(Activity) Records follow. Select each line holding "localhost".

(Data under study)
use std::collections::{BTreeMap, HashMap};
use std::fmt;

use rstest::rstest;

use crate::decorator::{ArrayWriter, ObjectWriter};
use crate::error::EncodeError;
use crate::marshal::{
    ArrayFn, Bytes, EncodeOptions, Marshal, MarshalArray, MarshalObject, MarshalString, ObjectFn,
    encode, encode_to, encode_with,
};
use crate::value::{Map, Value};

#[test]
fn primitives() {
    assert_eq!(encode(&true).unwrap(), "true");
    assert_eq!(encode(&false).unwrap(), "false");
    assert_eq!(encode(&Value::Null).unwrap(), "null");
    assert_eq!(encode(&Option::<i32>::None).unwrap(), "null");
    assert_eq!(encode(&Some(7i32)).unwrap(), "7");
    assert_eq!(encode(&0u8).unwrap(), "0");
    assert_eq!(encode(&-42i64).unwrap(), "-42");
    assert_eq!(encode(&i64::MIN).unwrap(), "-9223372036854775808");
    assert_eq!(encode(&u64::MAX).unwrap(), "18446744073709551615");
    assert_eq!(encode("hello").unwrap(), r#""hello""#);
    assert_eq!(encode(&String::from("owned")).unwrap(), r#""owned""#);
    assert_eq!(encode("").unwrap(), r#""""#);
}

#[test]
fn integers_ignore_float_precision() {
    let options = EncodeOptions { float_precision: 2 };
    assert_eq!(encode_with(&123_456_789i64, options).unwrap(), "123456789");
}

#[rstest]
#[case(0.0, "0")]
#[case(1.0, "1")]
#[case(0.5, "0.5")]
#[case(-2.5, "-2.5")]
#[case(100.0, "100")]
#[case(3.14159265359, "3.14159")]
#[case(1e20, "1e+20")]
#[case(1e-7, "1e-07")]
fn floats_at_default_precision(#[case] input: f64, #[case] want: &str) {
    assert_eq!(encode(&input).unwrap(), want);
}

#[rstest]
#[case(3.14159, 3, "3.14")]
#[case(123_456_789.0, 6, "1.23457e+08")]
#[case(0.000_123_456_7, 4, "0.0001235")]
#[case(1.23e20, 3, "1.23e+20")]
#[case(1.23e-20, 3, "1.23e-20")]
fn floats_at_explicit_precision(#[case] input: f64, #[case] precision: usize, #[case] want: &str) {
    let options = EncodeOptions {
        float_precision: precision,
    };
    assert_eq!(encode_with(&input, options).unwrap(), want);
}

#[rstest]
#[case(f64::NAN)]
#[case(f64::INFINITY)]
#[case(f64::NEG_INFINITY)]
fn non_finite_floats_are_rejected(#[case] input: f64) {
    assert!(matches!(
        encode(&input).unwrap_err(),
        EncodeError::NonFiniteFloat(_)
    ));
}

#[test]
fn sequences() {
    assert_eq!(encode(&Vec::<i32>::new()).unwrap(), "[]");
    assert_eq!(encode(&vec![1u32, 2, 3]).unwrap(), "[1,2,3]");
    assert_eq!(encode(&[1.5f64, -0.5]).unwrap(), "[1.5,-0.5]");
    assert_eq!(
        encode(&vec![vec!["a"], vec!["b", "c"]]).unwrap(),
        r#"[["a"],["b","c"]]"#
    );
    assert_eq!(
        encode(&vec![Some(1i32), None, Some(3)]).unwrap(),
        "[1,null,3]"
    );
}

#[test]
fn btree_map_members_in_key_order() {
    let mut map = BTreeMap::new();
    map.insert("b".to_string(), 1i32);
    map.insert("a".to_string(), 2i32);
    assert_eq!(encode(&map).unwrap(), r#"{"a":2,"b":1}"#);
    assert_eq!(encode(&BTreeMap::<String, i32>::new()).unwrap(), "{}");
}

#[test]
fn hash_map_members_are_sorted() {
    let mut map = HashMap::new();
    map.insert("zeta".to_string(), 1i32);
    map.insert("alpha".to_string(), 2i32);
    map.insert("mid".to_string(), 3i32);
    assert_eq!(encode(&map).unwrap(), r#"{"alpha":2,"mid":3,"zeta":1}"#);
}

#[test]
fn value_tree() {
    let mut map = Map::new();
    map.insert("list".into(), Value::Array(vec![Value::Null, Value::Boolean(true)]));
    map.insert("n".into(), Value::Number(2.5));
    let v = Value::Object(map);
    assert_eq!(encode(&v).unwrap(), r#"{"list":[null,true],"n":2.5}"#);
    assert_eq!(v.to_string(), r#"{"list":[null,true],"n":2.5}"#);
}

#[rstest]
#[case("plain", r#""plain""#)]
#[case("with \"quotes\"", r#""with \"quotes\"""#)]
#[case("back\\slash", r#""back\\slash""#)]
#[case("a/b", r#""a/b""#)]
#[case("tab\there", r#""tab\there""#)]
#[case("line\nbreak", r#""line\nbreak""#)]
#[case("\r\u{8}\u{c}", r#""\r\b\f""#)]
#[case("\u{1b}[0m", r#""\u001b[0m""#)]
#[case("héllo wörld 😀", "\"héllo wörld 😀\"")]
fn string_escaping(#[case] input: &str, #[case] want: &str) {
    assert_eq!(encode(input).unwrap(), want);
}

#[test]
fn all_control_characters_escape() {
    let input: String = (0u8..0x20).map(char::from).collect();
    let want = concat!(
        "\"",
        "\\u0000\\u0001\\u0002\\u0003\\u0004\\u0005\\u0006\\u0007",
        "\\b\\t\\n\\u000b\\f\\r\\u000e\\u000f",
        "\\u0010\\u0011\\u0012\\u0013\\u0014\\u0015\\u0016\\u0017",
        "\\u0018\\u0019\\u001a\\u001b\\u001c\\u001d\\u001e\\u001f",
        "\"",
    );
    assert_eq!(encode(input.as_str()).unwrap(), want);
}

struct Celsius(f64);

impl MarshalString for Celsius {
    fn marshal_string(&self) -> Result<String, EncodeError> {
        Ok(format!("{}C", self.0))
    }
}

impl Marshal for Celsius {
    fn as_marshal_string(&self) -> Option<&dyn MarshalString> {
        Some(self)
    }
}

struct Fibs(usize);

impl MarshalArray for Fibs {
    fn marshal_array(&self, w: &mut ArrayWriter<'_, '_>) -> Result<(), EncodeError> {
        let (mut a, mut b) = (0u64, 1u64);
        for _ in 0..self.0 {
            w.element(&a);
            (a, b) = (b, a + b);
        }
        Ok(())
    }
}

impl Marshal for Fibs {
    fn as_marshal_array(&self) -> Option<&dyn MarshalArray> {
        Some(self)
    }
}

struct Endpoint {
    host: &'static str,
    port: u16,
}

impl MarshalObject for Endpoint {
    fn marshal_object(&self, w: &mut ObjectWriter<'_, '_>) -> Result<(), EncodeError> {
        w.member("host", self.host);
        w.member("port", &self.port);
        Ok(())
    }
}

impl Marshal for Endpoint {
    fn as_marshal_object(&self) -> Option<&dyn MarshalObject> {
        Some(self)
    }
}

struct RequestId(u64);

impl fmt::Display for RequestId {
    fn fmt(&self, f: &mut fmt::Formatter<'_>) -> fmt::Result {
        write!(f, "req-{:08x}", self.0)
    }
}

impl Marshal for RequestId {
    fn as_text(&self) -> Option<&dyn fmt::Display> {
        Some(self)
    }
}

#[test]
fn custom_string_capability() {
    assert_eq!(encode(&Celsius(21.5)).unwrap(), r#""21.5C""#);
}

#[test]
fn custom_array_capability() {
    assert_eq!(encode(&Fibs(6)).unwrap(), "[0,1,1,2,3,5]");
    assert_eq!(encode(&Fibs(0)).unwrap(), "[]");
}

#[test]
fn custom_object_capability() {
    let e = Endpoint {
        host: "localhost",
        port: 8080,
    };
    assert_eq!(encode(&e).unwrap(), r#"{"host":"localhost","port":8080}"#);
    assert_eq!(encode(&vec![&e, &e]).unwrap(),
        r#"[{"host":"localhost","port":8080},{"host":"localhost","port":8080}]"#);
}

#[test]
fn text_capability_renders_display_output() {
    assert_eq!(encode(&RequestId(0xAB)).unwrap(), r#""req-000000ab""#);
}

// Claims every capability at once; object must win.
struct Greedy;

impl MarshalObject for Greedy {
    fn marshal_object(&self, w: &mut ObjectWriter<'_, '_>) -> Result<(), EncodeError> {
        w.member("kind", "object");
        Ok(())
    }
}

impl MarshalArray for Greedy {
    fn marshal_array(&self, w: &mut ArrayWriter<'_, '_>) -> Result<(), EncodeError> {
        w.element("array");
        Ok(())
    }
}

impl MarshalString for Greedy {
    fn marshal_string(&self) -> Result<String, EncodeError> {
        Ok("string".into())
    }
}

impl Marshal for Greedy {
    fn as_marshal_object(&self) -> Option<&dyn MarshalObject> {
        Some(self)
    }

    fn as_marshal_array(&self) -> Option<&dyn MarshalArray> {
        Some(self)
    }

    fn as_marshal_string(&self) -> Option<&dyn MarshalString> {
        Some(self)
    }
}

#[test]
fn capability_priority_object_first() {
    assert_eq!(encode(&Greedy).unwrap(), r#"{"kind":"object"}"#);
}

// Same type, array and string capabilities only; array must win.
struct LessGreedy;

impl MarshalArray for LessGreedy {
    fn marshal_array(&self, w: &mut ArrayWriter<'_, '_>) -> Result<(), EncodeError> {
        w.element("array");
        Ok(())
    }
}

impl MarshalString for LessGreedy {
    fn marshal_string(&self) -> Result<String, EncodeError> {
        Ok("string".into())
    }
}

impl Marshal for LessGreedy {
    fn as_marshal_array(&self) -> Option<&dyn MarshalArray> {
        Some(self)
    }

    fn as_marshal_string(&self) -> Option<&dyn MarshalString> {
        Some(self)
    }
}

#[test]
fn capability_priority_array_over_string() {
    assert_eq!(encode(&LessGreedy).unwrap(), r#"["array"]"#);
}

struct Opaque;

impl Marshal for Opaque {}

#[test]
fn no_capability_is_unsupported() {
    let err = encode(&Opaque).unwrap_err();
    match err {
        EncodeError::UnsupportedType(name) => assert!(name.contains("Opaque")),
        other => panic!("unexpected error: {other:?}"),
    }
}

struct Broken;

impl MarshalString for Broken {
    fn marshal_string(&self) -> Result<String, EncodeError> {
        Err(EncodeError::custom("broken marshaler"))
    }
}

impl Marshal for Broken {
    fn as_marshal_string(&self) -> Option<&dyn MarshalString> {
        Some(self)
    }
}

#[test]
fn capability_error_propagates() {
    assert_eq!(
        encode(&Broken).unwrap_err(),
        EncodeError::custom("broken marshaler")
    );
}

#[test]
fn first_error_wins_over_later_ones() {
    let err = encode(&vec![
        Value::Number(f64::NAN),
        Value::Number(f64::INFINITY),
    ])
    .unwrap_err();
    assert!(matches!(err, EncodeError::NonFiniteFloat(v) if v.is_nan()));
}

#[test]
fn array_fn_builds_elements() {
    let evens = ArrayFn(|w: &mut ArrayWriter<'_, '_>| {
        for i in 0..4u32 {
            w.element(&(i * 2));
        }
        Ok(())
    });
    assert_eq!(encode(&evens).unwrap(), "[0,2,4,6]");
}

#[test]
fn object_fn_builds_members() {
    let obj = ObjectFn(|w: &mut ObjectWriter<'_, '_>| {
        w.member("id", &1u32);
        w.member("tags", &vec!["a", "b"]);
        Ok(())
    });
    assert_eq!(encode(&obj).unwrap(), r#"{"id":1,"tags":["a","b"]}"#);

    let empty = ObjectFn(|_: &mut ObjectWriter<'_, '_>| Ok(()));
    assert_eq!(encode(&empty).unwrap(), "{}");
}

#[test]
fn builder_closure_error_latches() {
    let obj = ObjectFn(|w: &mut ObjectWriter<'_, '_>| {
        w.member("before", &1u32);
        Err(EncodeError::custom("gave up"))
    });
    assert_eq!(encode(&obj).unwrap_err(), EncodeError::custom("gave up"));
}

#[test]
fn nested_builders() {
    let outer = ArrayFn(|w: &mut ArrayWriter<'_, '_>| {
        w.element(&ObjectFn(|w: &mut ObjectWriter<'_, '_>| {
            w.member("n", &1u32);
            Ok(())
        }));
        w.element(&Fibs(3));
        Ok(())
    });
    assert_eq!(encode(&outer).unwrap(), r#"[{"n":1},[0,1,1]]"#);
}

#[test]
fn bytes_lossy_substitutes_replacement() {
    assert_eq!(encode(&Bytes::new(b"ok")).unwrap(), r#""ok""#);
    assert_eq!(
        encode(&Bytes::new(b"bad \xff byte")).unwrap(),
        "\"bad \u{fffd} byte\""
    );
}

#[test]
fn bytes_strict_rejects_invalid_utf8() {
    assert_eq!(encode(&Bytes::strict(b"ok")).unwrap(), r#""ok""#);
    assert_eq!(
        encode(&Bytes::strict(b"bad \xff byte")).unwrap_err(),
        EncodeError::UnsupportedType("non-UTF-8 byte sequence")
    );
}

/// Accepts a fixed number of bytes, then refuses everything.
struct FailingSink {
    budget: usize,
    written: String,
}

impl fmt::Write for FailingSink {
    fn write_str(&mut self, s: &str) -> fmt::Result {
        if self.written.len() + s.len() > self.budget {
            return Err(fmt::Error);
        }
        self.written.push_str(s);
        Ok(())
    }
}

#[test]
fn sink_failure_latches_and_surfaces() {
    let mut sink = FailingSink {
        budget: 4,
        written: String::new(),
    };
    let err = encode_to(
        &vec!["a", "b", "c", "d", "e"],
        &mut sink,
        EncodeOptions::default(),
    )
    .unwrap_err();
    assert_eq!(err, EncodeError::Sink(fmt::Error));
    // Nothing after the failed write landed in the sink.
    assert!(sink.written.len() <= 4);
}

#[test]
fn encode_to_appends_to_existing_buffer() {
    let mut out = String::from("data: ");
    encode_to(&vec![1u8, 2], &mut out, EncodeOptions::default()).unwrap();
    assert_eq!(out, "data: [1,2]");
}

#[test]
fn shared_pointers_delegate() {
    let boxed: Box<dyn Marshal> = Box::new(5u32);
    assert_eq!(encode(&boxed).unwrap(), "5");
    assert_eq!(encode(&std::rc::Rc::new("rc")).unwrap(), r#""rc""#);
    assert_eq!(encode(&std::sync::Arc::new(vec![true])).unwrap(), "[true]");
}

(Written solution)
        host: "localhost",
    assert_eq!(encode(&e).unwrap(), r#"{"host":"localhost","port":8080}"#);
        r#"[{"host":"localhost","port":8080},{"host":"localhost","port":8080}]"#);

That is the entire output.